New Year’s Word Origins
Auld lang syne is a phrase that literally means "old long since" or "old long ago" and became famous in Robert Burns's 1788 song:
For auld lang syne,
We'll tak a cup o' kindness yet,
For auld lang syne.
The germ phrase has been traced back to an anonymous ballad in the Bannatyne Manuscript of 1568, "Auld Kyndnes foryett."
Champagne is the name of a province in eastern France and the varieties of still or sparkling wine made from the grapes there. As defined by French law, only sparkling wine from Champagne can be called "champagne." It must be fermented in the bottle and varies from brut, the driest, to sweeter doux champagnes. Champagne is sometimes called "the wine of love."
Resolution is from the Latin resolutio, resolution- from resolvere meaning "to loosen or dissolve again," (re- + solvere) which was the original meaning of resolve.
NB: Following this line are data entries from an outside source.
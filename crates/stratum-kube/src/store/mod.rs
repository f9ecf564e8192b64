//! Desired-state store
//!
//! The driver reads `Platform` objects and writes their status back through
//! [`PlatformStore`]. Two implementations ship with the crate:
//! - **KubePlatformStore**: The Kubernetes API, status via the status subresource
//! - **MockPlatformStore**: In-memory objects, for tests and dry runs

mod cluster;
mod mock;

pub use cluster::KubePlatformStore;
pub use mock::{MockPlatformStore, StoreCounts};

use async_trait::async_trait;
use stratum_core::OverallStatus;

use crate::crd::Platform;
use crate::error::Result;

/// CRUD over `Platform` objects keyed by namespace and name
#[async_trait]
pub trait PlatformStore: Send + Sync {
    /// Fetch one object, `None` when it does not exist
    async fn get(&self, namespace: &str, name: &str) -> Result<Option<Platform>>;

    /// Every object in a namespace
    async fn list(&self, namespace: &str) -> Result<Vec<Platform>>;

    async fn create(&self, platform: &Platform) -> Result<Platform>;

    /// Replace the spec and metadata of an existing object
    async fn update(&self, platform: &Platform) -> Result<Platform>;

    async fn delete(&self, namespace: &str, name: &str) -> Result<()>;

    /// Write the status subresource
    async fn update_status(&self, namespace: &str, name: &str, status: &OverallStatus)
    -> Result<()>;
}
//! Controller wiring
//!
//! Watches `Platform` objects and runs the driver on every change and on the
//! resync interval. Deletion is held back by a finalizer until the uninstall
//! pass reports nothing left.

use futures::StreamExt;
use kube::{
    api::Api,
    runtime::{
        controller::{Action, Controller},
        finalizer::{Event as FinalizerEvent, finalizer},
        watcher::Config,
    },
    ResourceExt,
};
use std::sync::Arc;
use std::time::Duration;
use tracing::{error, info, instrument, warn};

use stratum_core::ErrorClass;

use crate::crd::{PLATFORM_FINALIZER, Platform};
use crate::driver::{Orchestrator, ReconcileAction};
use crate::error::{KubeError, Result};
use crate::singleton::verify_operator_singleton;

/// Requeue delay after a configuration error
pub const CONFIGURATION_RETRY: Duration = Duration::from_secs(300);

/// Requeue delay after any other error
pub const TRANSIENT_RETRY: Duration = Duration::from_secs(15);

/// Shared state for the controller
pub struct ControllerState {
    pub client: kube::Client,
    pub orchestrator: Orchestrator,
}

/// Operator process settings that are not part of a pass
#[derive(Debug, Clone)]
pub struct ControllerOptions {
    /// Namespace to watch; `None` watches all namespaces
    pub namespace: Option<String>,
    /// Namespace the operator pods run in
    pub operator_namespace: String,
    /// Label selector matching operator pods
    pub operator_selector: String,
}

/// Main entry point to start the controller
pub async fn run_controller(state: Arc<ControllerState>, options: ControllerOptions) -> Result<()> {
    let client = state.client.clone();
    verify_operator_singleton(
        client.clone(),
        &options.operator_namespace,
        &options.operator_selector,
    )
    .await?;

    let platforms: Api<Platform> = match &options.namespace {
        Some(namespace) => Api::namespaced(client, namespace),
        None => Api::all(client),
    };

    // Verify CRD exists
    if let Err(e) = platforms.list(&Default::default()).await {
        error!("Platform CRD not found. Please install the CRD first: {:?}", e);
        return Err(KubeError::InvalidConfig(
            "Platform CRD not installed".to_string(),
        ));
    }

    info!(namespace = ?options.namespace, "Starting Platform controller");

    Controller::new(platforms, Config::default())
        .shutdown_on_signal()
        .run(reconcile, error_policy, state)
        .for_each(|res| async move {
            match res {
                Ok(obj) => info!("Reconciled: {:?}", obj),
                Err(e) => warn!("Reconcile error: {:?}", e),
            }
        })
        .await;

    Ok(())
}

#[instrument(skip(ctx), fields(name = %obj.name_any(), namespace = obj.namespace()))]
async fn reconcile(obj: Arc<Platform>, ctx: Arc<ControllerState>) -> Result<Action> {
    let api: Api<Platform> = Api::namespaced(ctx.client.clone(), &obj.namespace_or_default());

    finalizer(&api, PLATFORM_FINALIZER, obj, |event| async {
        let action = match event {
            FinalizerEvent::Apply(platform) => ctx.orchestrator.reconcile(&platform).await?,
            FinalizerEvent::Cleanup(platform) => ctx.orchestrator.cleanup(&platform).await?,
        };
        Ok::<_, KubeError>(to_action(action))
    })
    .await
    .map_err(KubeError::from)
}

fn to_action(action: ReconcileAction) -> Action {
    match action {
        ReconcileAction::Requeue(delay) => Action::requeue(delay),
        ReconcileAction::Done => Action::await_change(),
    }
}

/// Delay before retrying a failed reconcile
pub fn retry_delay(error: &KubeError) -> Duration {
    match error.class() {
        ErrorClass::Configuration => CONFIGURATION_RETRY,
        ErrorClass::Transient | ErrorClass::Terminal => TRANSIENT_RETRY,
    }
}

fn error_policy(platform: Arc<Platform>, error: &KubeError, _ctx: Arc<ControllerState>) -> Action {
    let delay = retry_delay(error);
    match error {
        KubeError::UninstallIncomplete { .. } | KubeError::OrchestrationInProgress { .. } => {
            info!(platform = %platform.key(), %error, "Requeueing")
        }
        _ => error!(platform = %platform.key(), %error, class = %error.class(), "Reconciliation error"),
    }
    Action::requeue(delay)
}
The meaning "to determine or decide upon a course of action, etc." was first used in English around 1523.
The practice of drinking a toast started in the 17th century with the naming of a lady at a banquet to whose health the others present were requested to drink. Pieces of spiced toast were once placed in wine and the idea of this practice was that the lady's name flavored the drink as pieces of spiced toast once would have.
Happy New Year from Dictionary.com!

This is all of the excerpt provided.